ALS, or amyotrophic lateral sclerosis, is commonly known as Lou Gehrig's disease. ALS is a chronic, progressive neurological disease that causes muscle weakness and difficulty with motor function. Read on to learn more about the causes, symptoms, signs, and progression of ALS.
What Are the Signs of ALS?
In its earliest stages, ALS is characterized by difficulty walking, weakness in the lower extremities and hands, trouble speaking and slurred speech, trouble eating and swallowing, muscle cramps, and difficulty standing up straight. As the disease progresses, the impact on chewing, swallowing, speaking and breathing worsen. However, cognitive function is usually not affected by ALS, meaning those affected continue to think and interact with others normally.
Why Does ALS Occur?
In people with ALS, the nerve cells that control the muscles gradually die.
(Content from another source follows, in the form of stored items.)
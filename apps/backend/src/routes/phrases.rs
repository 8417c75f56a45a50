//! Phrase endpoints

use axum::{
    extract::{Path, State},
    http::StatusCode,
    Json,
};
use chrono::Utc;
use phrase_core::review_patch;
use uuid::Uuid;

use crate::error::{ApiError, Result};
use crate::extract::JsonBody;
use crate::models::*;
use crate::services::generation::clamp_count;
use crate::AppState;

fn not_found() -> ApiError {
    ApiError::NotFound("Phrase not found".to_string())
}

/// Ids that are not UUIDs cannot match a stored phrase.
fn parse_id(id: &str) -> Option<Uuid> {
    Uuid::parse_str(id).ok()
}

/// GET /api/phrases
pub async fn list(State(state): State<AppState>) -> Result<Json<Vec<PhraseResponse>>> {
    let phrases = state.store.list().await?;
    Ok(Json(phrases.into_iter().map(PhraseResponse::from).collect()))
}

/// GET /api/phrases/{id}
pub async fn get(
    State(state): State<AppState>,
    Path(id): Path<String>,
) -> Result<Json<PhraseResponse>> {
    let id = parse_id(&id).ok_or_else(not_found)?;
    let phrase = state.store.get(id).await?.ok_or_else(not_found)?;
    Ok(Json(phrase.into()))
}

/// POST /api/phrases
pub async fn create(
    State(state): State<AppState>,
    JsonBody(input): JsonBody<PhraseInput>,
) -> Result<(StatusCode, Json<PhraseResponse>)> {
    let phrase = input
        .into_new_phrase(Utc::now())
        .map_err(|e| ApiError::BadRequest(e.to_string()))?;

    let stored = state.store.insert(&phrase).await?;
    tracing::info!(id = %stored.id, german = %stored.german, "Created phrase");

    Ok((StatusCode::CREATED, Json(stored.into())))
}

/// PUT /api/phrases/{id}
pub async fn update(
    State(state): State<AppState>,
    Path(id): Path<String>,
    JsonBody(request): JsonBody<UpdatePhraseRequest>,
) -> Result<Json<PhraseResponse>> {
    let id = parse_id(&id).ok_or_else(not_found)?;
    let patch = request
        .into_patch()
        .map_err(|e| ApiError::BadRequest(e.to_string()))?;

    let updated = state.store.update(id, &patch).await?.ok_or_else(not_found)?;
    Ok(Json(updated.into()))
}

/// DELETE /api/phrases/{id}
///
/// Succeeds whether or not the phrase existed.
pub async fn delete(State(state): State<AppState>, Path(id): Path<String>) -> Result<StatusCode> {
    if let Some(id) = parse_id(&id) {
        let removed = state.store.delete(id).await?;
        tracing::debug!(%id, removed, "Deleted phrase");
    }
    Ok(StatusCode::NO_CONTENT)
}

/// POST /api/phrases/{id}/review
pub async fn review(
    State(state): State<AppState>,
    Path(id): Path<String>,
    JsonBody(request): JsonBody<ReviewRequest>,
) -> Result<Json<PhraseResponse>> {
    let id = parse_id(&id).ok_or_else(not_found)?;
    let phrase = state.store.get(id).await?.ok_or_else(not_found)?;

    let patch = review_patch(&phrase, request.outcome, Utc::now());
    let updated = state.store.update(id, &patch).await?.ok_or_else(not_found)?;

    tracing::debug!(
        %id,
        outcome = ?request.outcome,
        know_streak = updated.know_streak,
        is_mastered = updated.is_mastered,
        "Reviewed phrase"
    );
    Ok(Json(updated.into()))
}

/// POST /api/phrases/generate
pub async fn generate(
    State(state): State<AppState>,
    body: Option<JsonBody<GenerateRequest>>,
) -> Result<(StatusCode, Json<Vec<PhraseResponse>>)> {
    let request = body.map(|JsonBody(r)| r).unwrap_or_default();
    let count = clamp_count(request.count);
    let level = request.level.unwrap_or_default();

    let saved = state
        .generator
        .generate_and_save(state.store.as_ref(), count, level)
        .await?;

    Ok((
        StatusCode::CREATED,
        Json(saved.into_iter().map(PhraseResponse::from).collect()),
    ))
}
Between 5 to 10 percent of ALS cases are inherited, but experts are unsure what causes the remaining cases to develop. Scientists theorize it may be caused by gene mutation, a chemical imbalance in the brain, an immune system issue, or disorganization of the proteins in the affected nerve cells. ALS is more common among people between the ages of 40 and 60, those who smoke cigarettes, those who have been exposed to lead, and those who have served in the military.
Management of ALS
Because there is no cure for ALS, management of the disease focuses on slowing symptoms, comfort, and independence. One FDA approved drug, riluzole, slows the progression of the disease by correcting a chemical imbalance in the brain. Other medications are prescribed as needed to manage symptoms and side effects. As the disease progresses, breathing treatments such as mechanical ventilation are usually required. Physical therapy can help those with ALS maintain independence for as long as possible, as well as adjust to devices such as wheelchairs and walkers as needed. Occupational therapy can help with home modifications and daily activities such as washing, dressing, and bathing. Speech therapy and nutritional therapy focus on techniques to help accommodate weakening tongue and throat muscles. Many people with ALS also benefit from psychological and social support, especially as the disease progresses.